Noel Gallagher On Britain's Glory Days And More













He's cleaned up and straightened out, but remarkably, given his own wild past, he despairs of today’s feckless youth...

'We were brought up under Thatcher,’ Noel Gallagher is saying.

‘There was a work ethic – if you were unemployed, the obsession was to find work.
'Now, these kids brought up under the Labour Party and whatever this Coalition thing is, it’s like, “Forget that, I’m not interested. I wanna be on TV.” It was a different mindset back then.’

We’re halfway through a wide-ranging conversation in a north London studio, and the man whose brawling band’s conspicuous drug use, bad language and swagger were irresistible to Tony Blair (you’ll recall the 1997 photo opportunity) is sipping a hot drink and telling me this country was better under Margaret Thatcher.

‘Under Thatcher, who ruled us with an iron rod,’ he says, ‘great art was made. Amazing designers and musicians. Acid house was born. Very colourful and progressive.

'Now, no one’s got anything to say. Write a song? No thanks, I’ll say it on Twitter. It’s a sad state when more people retweet than buy records.’

Gallagher, who doesn’t tweet, has got a point. He may yet prove to be the last British rock star.

It’s hard to imagine another arising whose hold on the public imagination is so strong that the News At Ten reports when their single fails to hit No 1, as happened in August 1995 with the great Oasis v Blur clash.

‘I had a tendency to say horrible things about Blur,’ Gallagher says ruefully. ‘We were like two fighting cocks for the music press.

'But this is what Damon and I were saying when we saw each other recently: we were of the shared opinion that it was bloody great. And that it doesn’t happen any more. We were two great bands who had big egos. Me and him, and Liam. We wanted to be the best.’

So Gallagher has mended fences with Damon Albarn, having once wished he’d ‘catch Aids and die’.

He hasn’t done the same with his younger brother, whose yobbish behaviour supplied the bulk of Oasis headlines when times were good. When times were bad, they couldn’t be in the same room. Liam’s behaviour drove Noel to walk out of tours in 1994 and 2000.

A backstage altercation in August 2009 saw Noel walk out for good, effectively ending Oasis.

Before this interview, I was told Noel wouldn’t be answering any questions about Liam.

‘I decided, now I’m not in Oasis, I don’t have to do that any more,’ Gallagher says when I ask him why.
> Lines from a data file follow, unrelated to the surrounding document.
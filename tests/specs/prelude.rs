//! Test helpers for the black-box CLI tests.
//!
//! Provides a small DSL for running the cmdstream binary against scripts.

#![allow(clippy::unwrap_used, clippy::expect_used, clippy::panic, dead_code)]

use std::io::Write;
use std::path::{Path, PathBuf};
use std::process::{Command, Output, Stdio};

/// Returns the path to a binary, checking llvm-cov target directory first.
/// Falls back to resolving relative to the test binary itself when
/// CARGO_MANIFEST_DIR is stale.
fn binary_path(name: &str) -> PathBuf {
    let manifest_dir = Path::new(env!("CARGO_MANIFEST_DIR"));

    let llvm_cov_path = manifest_dir.join("target/llvm-cov-target/debug").join(name);
    if llvm_cov_path.exists() {
        return llvm_cov_path;
    }

    let standard = manifest_dir.join("target/debug").join(name);
    if standard.exists() {
        return standard;
    }

    // The test binary lives at target/debug/deps/specs-<hash>, so its
    // grandparent is target/debug/.
    if let Ok(exe) = std::env::current_exe() {
        if let Some(debug_dir) = exe.parent().and_then(|d| d.parent()) {
            let fallback = debug_dir.join(name);
            if fallback.exists() {
                return fallback;
            }
        }
    }

    standard
}

/// Create a CLI builder for cmdstream
pub fn cli() -> CliBuilder {
    CliBuilder::new()
}

/// High-level CLI builder for fluent test assertions
pub struct CliBuilder {
    args: Vec<String>,
    stdin: Option<Vec<u8>>,
    envs: Vec<(String, String)>,
}

impl CliBuilder {
    fn new() -> Self {
        Self {
            args: Vec::new(),
            stdin: None,
            envs: vec![("NO_COLOR".into(), "1".into())],
        }
    }

    /// Add CLI arguments
    pub fn args(mut self, args: &[&str]) -> Self {
        self.args.extend(args.iter().map(|s| s.to_string()));
        self
    }

    /// Add a path argument
    pub fn arg_path(mut self, path: impl AsRef<Path>) -> Self {
        self.args
            .push(path.as_ref().to_string_lossy().into_owned());
        self
    }

    /// Feed `input` on stdin
    pub fn stdin(mut self, input: impl AsRef<[u8]>) -> Self {
        self.stdin = Some(input.as_ref().to_vec());
        self
    }

    /// Set environment variable
    pub fn env(mut self, key: &str, value: &str) -> Self {
        self.envs.push((key.to_string(), value.to_string()));
        self
    }

    fn run(self) -> Output {
        let mut cmd = Command::new(binary_path("cmdstream"));
        cmd.args(&self.args);

        // Keep the caller's log settings out of stderr assertions.
        cmd.env_remove("CMDSTREAM_LOG");
        cmd.env_remove("RUST_LOG");
        for (key, value) in &self.envs {
            cmd.env(key, value);
        }

        cmd.stdin(Stdio::piped())
            .stdout(Stdio::piped())
            .stderr(Stdio::piped());
        let mut child = cmd.spawn().expect("command should run");
        {
            let mut stdin = child.stdin.take().expect("stdin is piped");
            if let Some(input) = &self.stdin {
                stdin.write_all(input).expect("write stdin");
            }
        }
        child.wait_with_output().expect("command should finish")
    }

    /// Run and expect success (exit code 0)
    pub fn passes(self) -> RunAssert {
        let output = self.run();
        assert!(
            output.status.success(),
            "expected command to pass, got exit code {:?}\nstdout: {}\nstderr: {}",
            output.status.code(),
            String::from_utf8_lossy(&output.stdout),
            String::from_utf8_lossy(&output.stderr)
        );
        RunAssert { output }
    }

    /// Run and expect failure (non-zero exit code)
    pub fn fails(self) -> RunAssert {
        let output = self.run();
        assert!(
            !output.status.success(),
            "expected command to fail, but it passed\nstdout: {}\nstderr: {}",
            String::from_utf8_lossy(&output.stdout),
            String::from_utf8_lossy(&output.stderr)
        );
        RunAssert { output }
    }
}

/// Result of a CLI run for chaining assertions
pub struct RunAssert {
    output: Output,
}

impl RunAssert {
    /// Get stdout as string
    pub fn stdout(&self) -> String {
        String::from_utf8_lossy(&self.output.stdout).into_owned()
    }

    /// Get stderr as string
    pub fn stderr(&self) -> String {
        String::from_utf8_lossy(&self.output.stderr).into_owned()
    }

    /// Assert the exit code
    pub fn code(self, expected: i32) -> Self {
        assert_eq!(self.output.status.code(), Some(expected));
        self
    }

    /// Assert stdout equals expected exactly (with diff on failure).
    /// **Prefer this for format specs** - catches format regressions.
    pub fn stdout_eq(self, expected: &str) -> Self {
        let stdout = self.stdout();
        similar_asserts::assert_eq!(stdout, expected);
        self
    }

    /// Assert stderr equals expected exactly (with diff on failure).
    pub fn stderr_eq(self, expected: &str) -> Self {
        let stderr = self.stderr();
        similar_asserts::assert_eq!(stderr, expected);
        self
    }

    /// Assert stdout contains substring.
    pub fn stdout_has(self, expected: &str) -> Self {
        let stdout = self.stdout();
        assert!(
            stdout.contains(expected),
            "stdout does not contain '{}'\nstdout: {}",
            expected,
            stdout
        );
        self
    }

    /// Assert stderr contains substring.
    pub fn stderr_has(self, expected: &str) -> Self {
        let stderr = self.stderr();
        assert!(
            stderr.contains(expected),
            "stderr does not contain '{}'\nstderr: {}",
            expected,
            stderr
        );
        self
    }

    /// Assert stderr does not contain substring.
    pub fn stderr_lacks(self, unexpected: &str) -> Self {
        let stderr = self.stderr();
        assert!(
            !stderr.contains(unexpected),
            "stderr should not contain '{}'\nstderr: {}",
            unexpected,
            stderr
        );
        self
    }
}

// =============================================================================
// Scripts
// =============================================================================

/// A script written to a temporary directory.
pub struct Script {
    dir: tempfile::TempDir,
    path: PathBuf,
}

impl Script {
    /// Write `content` to a fresh `script.sh`
    pub fn new(content: &str) -> Self {
        Self::bytes(content.as_bytes())
    }

    /// Write raw bytes to a fresh `script.sh`
    pub fn bytes(content: &[u8]) -> Self {
        let dir = tempfile::tempdir().unwrap();
        let path = dir.path().join("script.sh");
        std::fs::write(&path, content).unwrap();
        Self { dir, path }
    }

    pub fn path(&self) -> &Path {
        &self.path
    }

    /// Run cmdstream on this script
    pub fn cmdstream(&self) -> CliBuilder {
        cli().arg_path(&self.path)
    }
}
‘Because all that needs to be said has been said. There’s no need any more. I just want to forget the personality wars.’

There’s more to it than that. Last August, Liam sued Noel for saying he’d pulled out of the 2009 V Festival because of a hangover.

In November, Noel lodged his response with the High Court: a writ accusing Liam of leaving abusive voicemail messages on his wife’s phone, attacking him with a guitar and ‘spiteful and childish’ behaviour on 12 occasions.
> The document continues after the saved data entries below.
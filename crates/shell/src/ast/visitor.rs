// SPDX-License-Identifier: BUSL-1.1
// Copyright (c) 2026 Alfred Jean LLC

//! Visitor pattern for traversing command trees.

use super::{Command, Operator, RedirectKind, SimpleCommand};

/// Visitor trait for traversing a command tree.
///
/// [`AstVisitor::visit_command`] walks the whole tree in source order, left
/// child before right, from an explicit worklist. Tree depth therefore never
/// grows the call stack, which matters for long newline-joined scripts.
///
/// Interior nodes are reported through `enter_*`/`leave_*` pairs. Returning
/// `false` from an `enter_*` hook prunes that subtree; its `leave_*` hook is
/// then not called.
///
/// # Example: Find Command Names
///
/// ```
/// use cmdstream_shell::{AstVisitor, CommandStream, SimpleCommand};
///
/// struct CommandFinder(Vec<String>);
///
/// impl AstVisitor for CommandFinder {
///     fn visit_simple_command(&mut self, cmd: &SimpleCommand) {
///         if let Some(name) = cmd.name() {
///             self.0.push(name.to_string());
///         }
///     }
/// }
///
/// let mut stream = CommandStream::parse("cat file | (grep x && wc -l)")?;
/// let tree = stream.next().unwrap();
/// let mut finder = CommandFinder(Vec::new());
/// finder.visit_command(&tree);
/// assert_eq!(finder.0, vec!["cat", "grep", "wc"]);
/// # Ok::<(), cmdstream_shell::StreamError>(())
/// ```
pub trait AstVisitor {
    /// Walk `command` and everything below it.
    fn visit_command(&mut self, command: &Command) {
        walk(self, command);
    }

    /// Visit a simple command.
    fn visit_simple_command(&mut self, cmd: &SimpleCommand) {
        self.walk_simple_command(cmd);
    }

    /// Before the children of a binary node (`|`, `&&`, `||`, `;`).
    fn enter_binary(&mut self, _op: Operator) -> bool {
        true
    }

    /// After both children of a binary node.
    fn leave_binary(&mut self, _op: Operator) {}

    /// Before a subshell body.
    fn enter_subshell(&mut self) -> bool {
        true
    }

    /// After a subshell body.
    fn leave_subshell(&mut self) {}

    /// Visit a word of a simple command.
    fn visit_word(&mut self, _word: &str) {}

    /// Visit a redirection target.
    fn visit_redirect(&mut self, _kind: RedirectKind, _target: &str) {}

    /// Visit words, then input and output targets.
    fn walk_simple_command(&mut self, cmd: &SimpleCommand) {
        for word in &cmd.words {
            self.visit_word(word);
        }
        if let Some(input) = &cmd.input {
            self.visit_redirect(RedirectKind::Input, input);
        }
        if let Some(output) = &cmd.output {
            self.visit_redirect(RedirectKind::Output, output);
        }
    }
}

enum Step<'a> {
    Visit(&'a Command),
    LeaveBinary(Operator),
    LeaveSubshell,
}

fn walk<V: AstVisitor + ?Sized>(visitor: &mut V, root: &Command) {
    let mut steps = vec![Step::Visit(root)];
    while let Some(step) = steps.pop() {
        match step {
            Step::Visit(Command::Simple(cmd)) => visitor.visit_simple_command(cmd),
            Step::Visit(Command::Subshell { body }) => {
                if visitor.enter_subshell() {
                    steps.push(Step::LeaveSubshell);
                    steps.push(Step::Visit(body));
                }
            }
            Step::Visit(node) => {
                if let Some((op, left, right)) = node.as_binary() {
                    if visitor.enter_binary(op) {
                        steps.push(Step::LeaveBinary(op));
                        steps.push(Step::Visit(right));
                        steps.push(Step::Visit(left));
                    }
                }
            }
            Step::LeaveBinary(op) => visitor.leave_binary(op),
            Step::LeaveSubshell => visitor.leave_subshell(),
        }
    }
}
It’s not hard to deduce the ban on discussing Liam could be for legal reasons.
Since 2009 the Gallaghers have pursued rival careers; Liam with three Oasis bandmates under the name Beady Eye, Noel with session musicians as Noel Gallagher’s High Flying Birds. Noel’s album went to No 1 in October and a UK tour begins this month.
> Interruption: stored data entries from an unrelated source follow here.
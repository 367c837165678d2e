// SPDX-License-Identifier: BUSL-1.1
// Copyright (c) 2026 Alfred Jean LLC

//! Errors from building a command stream.

use thiserror::Error;

use crate::parse_error::ParseError;

/// Why a command stream could not be built.
///
/// Every variant is fatal: no partial stream is returned.
#[derive(Debug, Error)]
pub enum StreamError {
    /// The input is malformed. `line` is 1-based.
    #[error("{line}: syntax error: {source}")]
    Syntax {
        line: usize,
        #[source]
        source: ParseError,
    },

    /// The input contained no commands at all.
    #[error("no commands found")]
    NoCommands,

    /// The byte source failed while being read.
    #[error("failed to read input: {0}")]
    Io(#[from] std::io::Error),
}

impl StreamError {
    /// Line number of a syntax error.
    pub fn line(&self) -> Option<usize> {
        match self {
            StreamError::Syntax { line, .. } => Some(*line),
            _ => None,
        }
    }

    /// The underlying syntax error, if any.
    pub fn parse_error(&self) -> Option<&ParseError> {
        match self {
            StreamError::Syntax { source, .. } => Some(source),
            _ => None,
        }
    }

    /// Rich diagnostic for syntax errors, pointing into `input`.
    pub fn diagnostic(&self, input: &str) -> Option<String> {
        self.parse_error().map(|e| e.diagnostic(input))
    }
}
‘I still need a band on stage, because unfortunately I can’t play everything at once,’ he says. ‘But I’ll master it one day.’

He seems happy on his own. I wonder, if he hadn’t fallen out with Liam, might he have disbanded Oasis anyway?

‘I did find it difficult the longer Oasis went on,’ Gallagher agrees, ‘because no one out there was really interested in the next record.

'We rode out a few bad tours and bad albums, then got it back. But put it this way – three million people were coming to see us play live; we weren’t selling three million records.’

You’d become a nostalgia band?

‘In the same way that no one at a Rolling Stones gig cares about their next album. The more records you make, the more difficult it is to say new things.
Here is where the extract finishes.